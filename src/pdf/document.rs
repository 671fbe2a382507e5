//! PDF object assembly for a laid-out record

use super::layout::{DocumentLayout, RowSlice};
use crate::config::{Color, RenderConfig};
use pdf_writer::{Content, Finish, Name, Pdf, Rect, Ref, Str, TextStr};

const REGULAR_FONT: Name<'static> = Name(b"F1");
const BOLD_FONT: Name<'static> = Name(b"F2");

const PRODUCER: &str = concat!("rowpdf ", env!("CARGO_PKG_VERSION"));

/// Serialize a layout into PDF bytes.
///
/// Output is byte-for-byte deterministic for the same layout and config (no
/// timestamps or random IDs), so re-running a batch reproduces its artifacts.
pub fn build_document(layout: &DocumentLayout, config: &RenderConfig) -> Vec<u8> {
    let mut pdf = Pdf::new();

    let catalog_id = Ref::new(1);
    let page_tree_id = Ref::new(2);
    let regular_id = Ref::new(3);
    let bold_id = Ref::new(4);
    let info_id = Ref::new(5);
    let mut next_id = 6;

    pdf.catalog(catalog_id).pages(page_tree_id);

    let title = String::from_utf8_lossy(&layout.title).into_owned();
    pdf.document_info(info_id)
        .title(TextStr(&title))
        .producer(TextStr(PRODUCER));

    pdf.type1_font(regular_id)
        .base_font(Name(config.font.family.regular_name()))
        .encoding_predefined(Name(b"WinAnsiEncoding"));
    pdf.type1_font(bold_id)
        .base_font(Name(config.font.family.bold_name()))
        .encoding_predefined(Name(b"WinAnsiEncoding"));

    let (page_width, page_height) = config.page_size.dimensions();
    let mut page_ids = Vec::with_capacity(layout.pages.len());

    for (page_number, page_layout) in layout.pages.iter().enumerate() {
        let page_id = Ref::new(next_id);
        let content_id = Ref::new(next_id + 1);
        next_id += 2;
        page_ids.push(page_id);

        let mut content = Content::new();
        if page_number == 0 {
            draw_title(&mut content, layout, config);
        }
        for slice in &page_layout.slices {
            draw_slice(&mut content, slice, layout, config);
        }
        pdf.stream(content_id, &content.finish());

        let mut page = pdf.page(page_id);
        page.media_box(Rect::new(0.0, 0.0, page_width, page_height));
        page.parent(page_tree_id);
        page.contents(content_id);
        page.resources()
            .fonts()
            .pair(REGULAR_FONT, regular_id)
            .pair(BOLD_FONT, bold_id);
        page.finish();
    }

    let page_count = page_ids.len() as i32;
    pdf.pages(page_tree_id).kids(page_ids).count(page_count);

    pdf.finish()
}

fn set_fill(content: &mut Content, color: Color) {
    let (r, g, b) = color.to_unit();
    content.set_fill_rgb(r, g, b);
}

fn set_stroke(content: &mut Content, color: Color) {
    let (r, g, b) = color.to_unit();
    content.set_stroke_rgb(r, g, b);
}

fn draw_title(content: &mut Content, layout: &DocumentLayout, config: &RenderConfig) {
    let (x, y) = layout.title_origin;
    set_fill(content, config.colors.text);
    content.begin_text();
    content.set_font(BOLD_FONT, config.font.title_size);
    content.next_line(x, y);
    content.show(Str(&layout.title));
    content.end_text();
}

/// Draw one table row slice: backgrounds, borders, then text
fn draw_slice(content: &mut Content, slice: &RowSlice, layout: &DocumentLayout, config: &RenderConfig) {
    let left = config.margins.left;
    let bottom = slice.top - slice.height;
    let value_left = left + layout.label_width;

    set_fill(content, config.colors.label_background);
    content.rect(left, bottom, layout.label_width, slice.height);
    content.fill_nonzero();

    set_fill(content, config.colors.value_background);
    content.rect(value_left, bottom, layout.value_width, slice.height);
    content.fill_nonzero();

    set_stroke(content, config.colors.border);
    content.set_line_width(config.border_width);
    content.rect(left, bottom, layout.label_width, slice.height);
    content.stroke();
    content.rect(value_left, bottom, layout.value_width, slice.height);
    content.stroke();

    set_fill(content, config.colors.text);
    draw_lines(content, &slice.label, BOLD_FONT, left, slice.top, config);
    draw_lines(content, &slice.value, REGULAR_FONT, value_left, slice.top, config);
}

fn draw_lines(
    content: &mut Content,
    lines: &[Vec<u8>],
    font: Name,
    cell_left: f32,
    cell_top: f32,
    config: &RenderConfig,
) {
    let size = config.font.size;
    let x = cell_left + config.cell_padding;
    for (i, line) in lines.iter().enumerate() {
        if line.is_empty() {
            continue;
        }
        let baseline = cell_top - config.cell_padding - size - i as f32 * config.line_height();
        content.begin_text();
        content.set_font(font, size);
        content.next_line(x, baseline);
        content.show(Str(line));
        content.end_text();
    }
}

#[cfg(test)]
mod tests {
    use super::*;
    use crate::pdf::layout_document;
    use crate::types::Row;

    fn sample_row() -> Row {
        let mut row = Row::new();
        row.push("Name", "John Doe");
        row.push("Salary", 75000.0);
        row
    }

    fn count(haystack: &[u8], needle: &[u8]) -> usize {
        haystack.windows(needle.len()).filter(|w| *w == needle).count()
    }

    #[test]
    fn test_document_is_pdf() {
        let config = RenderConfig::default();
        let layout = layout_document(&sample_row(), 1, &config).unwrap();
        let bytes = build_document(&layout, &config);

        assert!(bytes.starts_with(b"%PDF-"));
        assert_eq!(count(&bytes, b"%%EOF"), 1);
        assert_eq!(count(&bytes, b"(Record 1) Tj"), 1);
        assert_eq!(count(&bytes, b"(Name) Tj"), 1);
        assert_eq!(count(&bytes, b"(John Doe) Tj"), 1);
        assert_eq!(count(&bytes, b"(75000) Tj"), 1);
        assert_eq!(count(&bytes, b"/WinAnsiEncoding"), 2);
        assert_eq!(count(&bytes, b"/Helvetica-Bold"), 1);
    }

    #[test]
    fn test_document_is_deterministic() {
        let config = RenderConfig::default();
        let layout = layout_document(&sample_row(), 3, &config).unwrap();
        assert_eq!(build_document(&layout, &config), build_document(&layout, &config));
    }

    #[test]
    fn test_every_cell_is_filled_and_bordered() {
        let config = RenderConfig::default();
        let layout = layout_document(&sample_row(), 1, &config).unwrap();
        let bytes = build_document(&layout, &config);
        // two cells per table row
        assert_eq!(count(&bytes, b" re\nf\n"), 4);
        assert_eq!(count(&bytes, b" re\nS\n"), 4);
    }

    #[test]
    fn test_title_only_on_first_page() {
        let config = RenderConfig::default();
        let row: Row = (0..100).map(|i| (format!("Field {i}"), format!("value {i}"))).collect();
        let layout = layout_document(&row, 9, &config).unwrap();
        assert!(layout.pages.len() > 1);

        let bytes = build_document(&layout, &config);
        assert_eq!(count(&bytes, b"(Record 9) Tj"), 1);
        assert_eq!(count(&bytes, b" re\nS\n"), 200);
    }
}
...
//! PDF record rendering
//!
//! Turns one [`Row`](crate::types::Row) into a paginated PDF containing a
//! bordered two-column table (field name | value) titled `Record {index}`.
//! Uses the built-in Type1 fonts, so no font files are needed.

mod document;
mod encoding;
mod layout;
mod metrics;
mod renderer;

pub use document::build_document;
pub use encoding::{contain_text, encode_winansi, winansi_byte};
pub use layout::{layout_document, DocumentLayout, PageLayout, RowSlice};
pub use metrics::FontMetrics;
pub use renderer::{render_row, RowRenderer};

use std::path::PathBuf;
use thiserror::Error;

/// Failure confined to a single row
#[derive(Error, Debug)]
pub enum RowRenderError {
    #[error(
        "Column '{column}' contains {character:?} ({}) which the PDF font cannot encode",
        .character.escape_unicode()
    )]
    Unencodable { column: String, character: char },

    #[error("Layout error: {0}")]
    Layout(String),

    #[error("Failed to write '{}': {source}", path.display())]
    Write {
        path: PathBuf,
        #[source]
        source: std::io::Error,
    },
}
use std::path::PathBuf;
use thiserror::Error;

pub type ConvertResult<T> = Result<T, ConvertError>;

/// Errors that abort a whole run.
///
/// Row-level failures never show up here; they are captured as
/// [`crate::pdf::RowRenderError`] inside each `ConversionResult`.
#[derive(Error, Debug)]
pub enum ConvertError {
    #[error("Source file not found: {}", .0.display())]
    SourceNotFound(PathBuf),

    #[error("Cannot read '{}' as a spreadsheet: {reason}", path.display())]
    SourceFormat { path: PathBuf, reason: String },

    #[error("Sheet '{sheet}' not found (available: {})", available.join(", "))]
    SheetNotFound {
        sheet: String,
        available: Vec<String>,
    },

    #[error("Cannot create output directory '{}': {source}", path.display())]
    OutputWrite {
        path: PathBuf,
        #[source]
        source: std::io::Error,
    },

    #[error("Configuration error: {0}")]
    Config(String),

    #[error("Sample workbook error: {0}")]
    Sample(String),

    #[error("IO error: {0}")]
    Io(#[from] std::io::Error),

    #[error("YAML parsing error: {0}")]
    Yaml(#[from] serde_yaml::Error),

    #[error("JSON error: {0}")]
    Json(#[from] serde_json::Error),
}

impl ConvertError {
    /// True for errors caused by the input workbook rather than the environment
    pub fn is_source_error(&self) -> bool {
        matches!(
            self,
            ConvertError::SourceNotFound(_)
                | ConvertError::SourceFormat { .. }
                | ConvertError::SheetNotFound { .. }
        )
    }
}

- Your objective
Beginning with the line containing "filename src/pdf/document.rs" in the material above, copy every line exactly until you have copied the line containing "reproduces its artifacts.".

- Expected output
filename src/pdf/document.rs
repository 671fbe2a382507e5
//! PDF object assembly for a laid-out record

use super::layout::{DocumentLayout, RowSlice};
use crate::config::{Color, RenderConfig};
use pdf_writer::{Content, Finish, Name, Pdf, Rect, Ref, Str, TextStr};

const REGULAR_FONT: Name<'static> = Name(b"F1");
const BOLD_FONT: Name<'static> = Name(b"F2");

const PRODUCER: &str = concat!("rowpdf ", env!("CARGO_PKG_VERSION"));

/// Serialize a layout into PDF bytes.
///
/// Output is byte-for-byte deterministic for the same layout and config (no
/// timestamps or random IDs), so re-running a batch reproduces its artifacts.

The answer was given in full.